Dramatic new satellite maps showing fire activity across the entire Earth for the past year are providing a unique picture of seasonal and yearly fire activity. The maps are a milestone in the use of satellite data for creating a long-term fire record that is crucial for understanding the impact of fire on life and climate.

Using daily, global fire detection provided by the Moderate Resolution Imaging Spectroradiometer (MODIS) on NASA’s Terra satellite, scientists at Goddard Space Flight Center and the University of Maryland have been mapping fire activity for the entire surface of the Earth every day since February 2000. Never before have scientists had the opportunity to map fire across the entire Earth with such detail, accuracy, and frequency.

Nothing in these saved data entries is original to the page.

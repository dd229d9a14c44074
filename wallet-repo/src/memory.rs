//! In-memory preference store.

use async_trait::async_trait;
use dashmap::DashMap;

use wallet_types::{PreferenceKey, PreferenceStore, StoreError};

/// Process-local store; contents are lost on exit. Used by tests and by the
/// `memory://` store URL.
#[derive(Debug, Default)]
pub struct MemoryStore {
    values: DashMap<PreferenceKey, String>,
}

impl MemoryStore {
    pub fn new() -> Self {
        Self::default()
    }

    pub fn len(&self) -> usize {
        self.values.len()
    }

    pub fn is_empty(&self) -> bool {
        self.values.is_empty()
    }
}

#[async_trait]
impl PreferenceStore for MemoryStore {
    async fn get(&self, key: PreferenceKey) -> Result<Option<String>, StoreError> {
        Ok(self.values.get(&key).map(|v| v.value().clone()))
    }

    async fn set(&self, key: PreferenceKey, value: &str) -> Result<(), StoreError> {
        self.values.insert(key, value.to_string());
        Ok(())
    }

    async fn remove(&self, key: PreferenceKey) -> Result<(), StoreError> {
        self.values.remove(&key);
        Ok(())
    }
}
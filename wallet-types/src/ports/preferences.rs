//! Preference store port.
//!
//! A small key-value store holding client-local state: session tokens, the UI
//! language and the display currency. Adapters: SQLite, in-memory.

use crate::domain::PreferenceKey;
use crate::error::StoreError;

#[async_trait::async_trait]
pub trait PreferenceStore: Send + Sync + 'static {
    /// Reads a value. Missing keys are `Ok(None)`.
    async fn get(&self, key: PreferenceKey) -> Result<Option<String>, StoreError>;

    /// Writes a value, replacing any previous one.
    async fn set(&self, key: PreferenceKey, value: &str) -> Result<(), StoreError>;

    /// Deletes a value. Deleting a missing key is not an error.
    async fn remove(&self, key: PreferenceKey) -> Result<(), StoreError>;
}

#[async_trait::async_trait]
impl<T: PreferenceStore> PreferenceStore for std::sync::Arc<T> {
    async fn get(&self, key: PreferenceKey) -> Result<Option<String>, StoreError> {
        (**self).get(key).await
    }

    async fn set(&self, key: PreferenceKey, value: &str) -> Result<(), StoreError> {
        (**self).set(key, value).await
    }

    async fn remove(&self, key: PreferenceKey) -> Result<(), StoreError> {
        (**self).remove(key).await
    }
}
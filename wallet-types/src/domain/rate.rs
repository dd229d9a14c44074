//! Exchange rates and conversion results.

use std::collections::HashMap;

use chrono::{DateTime, Utc};
use serde::{Deserialize, Serialize};
use utoipa::ToSchema;
use wallet_currency::{CurrencyCode, round_to};

/// Rates quoted against one base currency: units of the key currency per one
/// unit of the base.
pub type RateTable = HashMap<CurrencyCode, f64>;

/// A single currency-pair rate as fetched from the rate API.
#[derive(Debug, Clone, PartialEq, Serialize, Deserialize, ToSchema)]
pub struct ExchangeRate {
    pub from: CurrencyCode,
    pub to: CurrencyCode,
    /// Units of `to` per one unit of `from`.
    #[schema(example = 25000.0)]
    pub rate: f64,
    pub last_updated: DateTime<Utc>,
}

impl ExchangeRate {
    pub fn new(from: CurrencyCode, to: CurrencyCode, rate: f64) -> Self {
        Self {
            from,
            to,
            rate,
            last_updated: Utc::now(),
        }
    }

    /// Applies the rate and rounds to the target currency's precision.
    pub fn apply(&self, amount: f64) -> f64 {
        round_to(amount * self.rate, self.to.decimal_places())
    }
}

/// Result of one conversion. Returned to the caller, never stored.
#[derive(Debug, Clone, PartialEq, Serialize, Deserialize, ToSchema)]
#[serde(rename_all = "camelCase")]
pub struct CurrencyConversion {
    #[schema(example = 100.0)]
    pub amount: f64,
    pub from_currency: CurrencyCode,
    pub to_currency: CurrencyCode,
    #[schema(example = 2500000.0)]
    pub converted_amount: f64,
    #[schema(example = 25000.0)]
    pub exchange_rate: f64,
    pub timestamp: DateTime<Utc>,
}

impl CurrencyConversion {
    pub fn new(amount: f64, rate: &ExchangeRate) -> Self {
        Self {
            amount,
            from_currency: rate.from,
            to_currency: rate.to,
            converted_amount: rate.apply(amount),
            exchange_rate: rate.rate,
            timestamp: Utc::now(),
        }
    }
}

#[cfg(test)]
mod tests {
    use super::*;

    #[test]
    fn test_apply_rounds_to_target_precision() {
        let to_vnd = ExchangeRate::new(CurrencyCode::USD, CurrencyCode::VND, 25_432.7);
        assert_eq!(to_vnd.apply(1.5), 38_149.0);

        let to_usd = ExchangeRate::new(CurrencyCode::VND, CurrencyCode::USD, 0.0000393);
        assert_eq!(to_usd.apply(1_000_000.0), 39.3);
    }

    #[test]
    fn test_conversion_from_rate() {
        let rate = ExchangeRate::new(CurrencyCode::USD, CurrencyCode::VND, 25_000.0);
        let conversion = CurrencyConversion::new(100.0, &rate);
        assert_eq!(conversion.converted_amount, 2_500_000.0);
        assert_eq!(conversion.exchange_rate, 25_000.0);
        assert_eq!(conversion.to_currency, CurrencyCode::VND);
    }

    #[test]
    fn test_conversion_serializes_camel_case() {
        let rate = ExchangeRate::new(CurrencyCode::USD, CurrencyCode::VND, 25_000.0);
        let json = serde_json::to_value(CurrencyConversion::new(2.0, &rate)).unwrap();
        assert_eq!(json["fromCurrency"], "usd");
        assert_eq!(json["convertedAmount"], 50_000.0);
    }
}
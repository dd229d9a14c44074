//! Data Transfer Objects (DTOs) for requests and responses.

use serde::{Deserialize, Serialize};
use utoipa::ToSchema;

use crate::domain::Language;
use crate::CurrencyCode;

// ─────────────────────────────────────────────────────────────────────────────
// Conversion DTOs
// ─────────────────────────────────────────────────────────────────────────────

/// Request to convert an amount between two currencies.
///
/// Codes are plain strings so unsupported currencies are reported as a
/// validation error instead of a deserialization failure.
#[derive(Debug, Clone, Serialize, Deserialize, ToSchema)]
pub struct ConversionRequest {
    /// Non-negative amount in major units of `from`
    #[schema(example = 100.0)]
    pub amount: f64,
    #[schema(example = "usd")]
    pub from: String,
    #[schema(example = "vnd")]
    pub to: String,
}

impl ConversionRequest {
    pub fn new(amount: f64, from: CurrencyCode, to: CurrencyCode) -> Self {
        Self {
            amount,
            from: from.code().to_string(),
            to: to.code().to_string(),
        }
    }
}

/// Query for formatting an amount in a currency.
#[derive(Debug, Clone, Serialize, Deserialize, ToSchema)]
pub struct FormatQuery {
    #[schema(example = 1000000.0)]
    pub amount: f64,
    #[schema(example = "vnd")]
    pub currency: String,
}

/// A formatted amount ready for display.
#[derive(Debug, Clone, Serialize, Deserialize, ToSchema)]
pub struct FormattedAmount {
    #[schema(example = "1.000.000₫")]
    pub formatted: String,
}

/// An amount without currency, interpreted by the endpoint it is sent to.
#[derive(Debug, Clone, Serialize, Deserialize, ToSchema)]
pub struct AmountBody {
    #[schema(example = 250000.0)]
    pub amount: f64,
}

/// Every rate quoted against one base currency.
#[derive(Debug, Clone, Serialize, Deserialize, ToSchema)]
pub struct RateTableResponse {
    pub base: CurrencyCode,
    /// Rates keyed by lowercase currency code
    pub rates: std::collections::BTreeMap<String, f64>,
}

// ─────────────────────────────────────────────────────────────────────────────
// Preference DTOs
// ─────────────────────────────────────────────────────────────────────────────

/// The selected display currency.
#[derive(Debug, Clone, Serialize, Deserialize, ToSchema)]
pub struct CurrencyPreference {
    pub currency: CurrencyCode,
}

/// Request to change the display currency.
#[derive(Debug, Clone, Serialize, Deserialize, ToSchema)]
pub struct SetCurrencyRequest {
    #[schema(example = "usd")]
    pub currency: String,
}

/// The selected UI language.
#[derive(Debug, Clone, Serialize, Deserialize, ToSchema)]
pub struct LanguagePreference {
    pub language: Language,
}

// ─────────────────────────────────────────────────────────────────────────────
// Catalogue DTOs
// ─────────────────────────────────────────────────────────────────────────────

/// A supported currency and how it is displayed.
#[derive(Debug, Clone, Serialize, Deserialize, ToSchema)]
pub struct CurrencyInfo {
    pub code: CurrencyCode,
    #[schema(example = "₫")]
    pub symbol: String,
    #[schema(example = 0)]
    pub decimal_places: u32,
    #[schema(example = "vi-VN")]
    pub locale: String,
}

impl From<CurrencyCode> for CurrencyInfo {
    fn from(code: CurrencyCode) -> Self {
        Self {
            code,
            symbol: code.symbol().to_string(),
            decimal_places: code.decimal_places(),
            locale: code.locale().tag.to_string(),
        }
    }
}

Christopher Justice, of the Department of Geography at University of Maryland, is the project’s lead scientist. He says, “Fire plays a central role in the Earth System. It impacts plant and animal habitat, air and water quality, greenhouse gas emissions, and human lives. MODIS’ fire detection capabilities are a big step forward in satellite-based fire mapping. MODIS can detect fires across the entire Earth more accurately than any previous satellite sensor, and it has a higher temperature threshold, which means it can tell the temperature of even very hot fires.” The near-daily global coverage gives scientists an excellent opportunity to study global fire behavior.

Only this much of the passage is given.